Racism is real. It's evil and wrong partly because Race is an illusion partly because even if race was real it would still be wrong.
People do have ethnic, cultural, national and religious backgrounds and differences and are  persecuted, killed, discriminated against for them. I've experienced it. Though oddly the persecutors got my background wrong.  
Pretending and lying about your parents, ethnicity, and even falsely filling in job application is simply wrong and hinders rather than helps people that are discriminated against simply because they seem different.


----------



## Ray McCarthy (Jun 18, 2015)

Hex said:


> you can't realistically take a year off without crippling your career.


You can't take a month off, extra. Even when you are "owed it" as above certain level you only get time off in lieu, no overtime payments. Even when HR agrees.


----------



## AnyaKimlin (Jun 18, 2015)

Hex said:


> It's just horrifically depressing that a university as well-respected at UCL would tell him to resign. And the Royal Society. They're meant to be bastions of academic excellence not weasels running scared of Twitter mobs.


To be honest it smacks of them trying to get rid of him for other reasons and this is the first one he actually gave them.

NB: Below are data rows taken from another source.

//! Per-invocation value holders passed to activity and orchestration bodies.

pub mod activity;
pub mod orchestration;
pub mod output;

pub use activity::ActivityInvocation;
pub use orchestration::{ExternalEventFuture, OrchestrationInvocation};
pub use output::OutputCell;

> [bitter rant starts] And whether or not we should have more women in STEM (and more men in Psychology etc), the way to get them and keep them is to change the expectation of working 18 hour days to write papers and grant proposals on top of doing the research and/or the teaching. Otherwise, you're faced with a choice between a proper job and kids (most of the female professors I know are childless), or (nowadays) you spend pretty much all the money you earn on childcare and once they're 4 months old or so, you never see your children during the day because whatever statutory rights are, you can't realistically take a year off without crippling your career. You need to stop women being sacked/ not having their contracts renewed when they have kids. I know it's not supposed to happen, but it does, with depressing regularity.  I don't think Tim Hunt's silly jokes have anything at all to do with it, but they're a much easier target and UCL etc can look like they care about equality without, in fact, doing anything difficult about it. [/bitter rant ends]



This --- I didn't make it because of illness but many fall by the wayside because of having children and actually wanting to spend time with them. I've met a lot of former lecturers and professors home educating to make up for lost time it almost feels like. And this was why I thought it was particularly ill aimed at Tim Hunt because his wife couldn't be where she is if she hadn't had an awful lot of support for him.

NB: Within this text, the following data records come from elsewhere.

use std::fmt;
use std::sync::Arc;

use async_trait::async_trait;

use super::{ActivityCallback, TaskActivity};
use crate::bindings::{TriggerBinding, TriggerValue};
use crate::error::{Error, ExecuteError};
use crate::invocation::ActivityInvocation;
use crate::trace::{TraceHelper, TraceScope};

/// Runs activity work items through a cached activity binding.
///
/// Each run gets a fresh [`ActivityInvocation`]; a non-null return value is
/// written through the `$return` slot, so an activity that both sets its output
/// explicitly and returns a value fails with an invalid-operation error.
pub struct TaskActivityShim {
    trace: TraceHelper,
    binding: Arc<dyn TriggerBinding>,
    callback: ActivityCallback,
}

impl fmt::Debug for TaskActivityShim {
    fn fmt(&self, f: &mut fmt::Formatter<'_>) -> fmt::Result {
        f.debug_struct("TaskActivityShim")
            .field("function_name", &self.binding.function_name())
            .finish()
    }
}

impl TaskActivityShim {
    pub fn new(trace: TraceHelper, binding: Arc<dyn TriggerBinding>, callback: ActivityCallback) -> Self {
        Self {
            trace,
            binding,
            callback,
        }
    }

    pub fn function_name(&self) -> &str {
        self.binding.function_name()
    }

    fn fail(&self, scope: &TraceScope<'_>, error: ExecuteError) -> ExecuteError {
        let text = match &error {
            ExecuteError::Function(e) => format!("{e:#}"),
            ExecuteError::Invocation(e) => e.to_string(),
        };
        self.trace.function_failed(scope, &text, false);
        error
    }
}

#[async_trait]
impl TaskActivity for TaskActivityShim {
    async fn run(&self, instance_id: &str, serialized_input: &str) -> Result<Option<String>, ExecuteError> {
        let scope = TraceScope {
            function_name: self.binding.function_name(),
            version: self.binding.version(),
            instance_id,
            is_orchestrator: false,
        };
        self.trace.function_starting(&scope, Some(serialized_input), false);

        let invocation = Arc::new(ActivityInvocation::new(instance_id, serialized_input));
        let data = self
            .binding
            .bind(TriggerValue::Activity(invocation.clone()))
            .map_err(|e| self.fail(&scope, e.into()))?;
        let return_binder = data
            .binding_data
            .return_binder()
            .ok_or_else(|| self.fail(&scope, Error::configuration("activity binding has no $return slot").into()))?;

        let returned = (self.callback)(data)
            .await
            .map_err(|e| self.fail(&scope, e))?;

        if let Some(value) = returned.filter(|v| !v.is_null()) {
            return_binder.write(&value).map_err(|e| self.fail(&scope, e.into()))?;
        }

        let output = invocation.serialized_output();
        self.trace.function_completed(&scope, output.as_deref(), false, false);
        Ok(output)
    }
}

#[cfg(test)]
mod tests {
    use super::*;
    use crate::bindings::{
        ActivityTriggerBindingProvider, ConverterRegistry, ParameterDescriptor, ParameterType, TriggerBindingProvider,
        TriggerData,
    };
    use crate::config::DurableTaskOptions;
    use crate::runtime::activity_callback;
    use crate::trace::{MemoryTraceSink, TraceEventKind};
    use serde_json::json;

    fn shim(ty: ParameterType, callback: ActivityCallback) -> (TaskActivityShim, Arc<MemoryTraceSink>) {
        let mut converters = ConverterRegistry::builder();
        ActivityTriggerBindingProvider::register_binding_rules(&mut converters);
        let provider = ActivityTriggerBindingProvider::new(converters.build());
        let binding = provider
            .try_create(&ParameterDescriptor::activity("Say", ty))
            .unwrap()
            .unwrap();
        let sink = Arc::new(MemoryTraceSink::new());
        let trace = TraceHelper::new(Arc::new(DurableTaskOptions::default()), sink.clone());
        (TaskActivityShim::new(trace, binding, callback), sink)
    }

    #[tokio::test]
    async fn returns_serialized_result() {
        let (shim, sink) = shim(
            ParameterType::any(),
            activity_callback(|data: TriggerData| async move {
                let (ctx, _) = data.take_value::<Arc<ActivityInvocation>>()?;
                let city: String = ctx.get_input()?;
                Ok::<_, anyhow::Error>(Some(json!(format!("Hello {city}!"))))
            }),
        );
        let out = shim.run("inst", r#"["Tokyo"]"#).await.unwrap();
        assert_eq!(out.as_deref(), Some("\"Hello Tokyo!\""));
        assert_eq!(sink.kinds(), vec![TraceEventKind::Starting, TraceEventKind::Completed]);
        assert!(sink.events().iter().all(|e| !e.is_orchestrator && !e.is_replaying));
    }

    #[tokio::test]
    async fn bind_failure_is_traced() {
        trait Unbound {}
        let (shim, sink) = shim(
            ParameterType::of_abstract::<dyn Unbound>(),
            activity_callback(|_| async { Ok(None) }),
        );
        let err = shim.run("inst", "[]").await.unwrap_err();
        assert!(err.as_invocation().unwrap().is_configuration());
        assert_eq!(sink.kinds(), vec![TraceEventKind::Starting, TraceEventKind::Failed]);
    }

    #[tokio::test]
    async fn body_error_is_returned_unchanged() {
        let (shim, sink) = shim(
            ParameterType::any(),
            activity_callback(|_| async { Err(anyhow::anyhow!("activity exploded")) }),
        );
        let err = shim.run("inst", "[]").await.unwrap_err();
        assert_eq!(err.as_function().unwrap().to_string(), "activity exploded");
        let failed = &sink.events()[1];
        assert_eq!(failed.error.as_deref(), Some("activity exploded"));
    }
}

Also I think to assume a woman smart enough to be an academic would be swayed by a silly little joke is doing them a disservice and playing rather more to the idea that women do cry over sill little things than anything Tim Hunt said.

What actually disturbs me the most is that not one of those women was able to speak to him and tell him he'd been an idiot and they even applauded him.


----------



## MWagner (Jun 18, 2015)

Toby Frost said:


> Random thoughts in no real order:
> 
> 1)  It’s interesting that some of the most vocal people who consider themselves “left-wing” spend most of their time attacking other people who are also “left-wing” (I use quotes because I don’t think they’re anything of the sort). It’s not just petty but amazingly stupid, like a soldier shooting at his allies because he doesn’t like their accents when the enemy are advancing. One gets the strong impression that such people don’t actually want to change the status quo at all – they just enjoy the sense of superiority that comes from accusing other people of being “problematic”.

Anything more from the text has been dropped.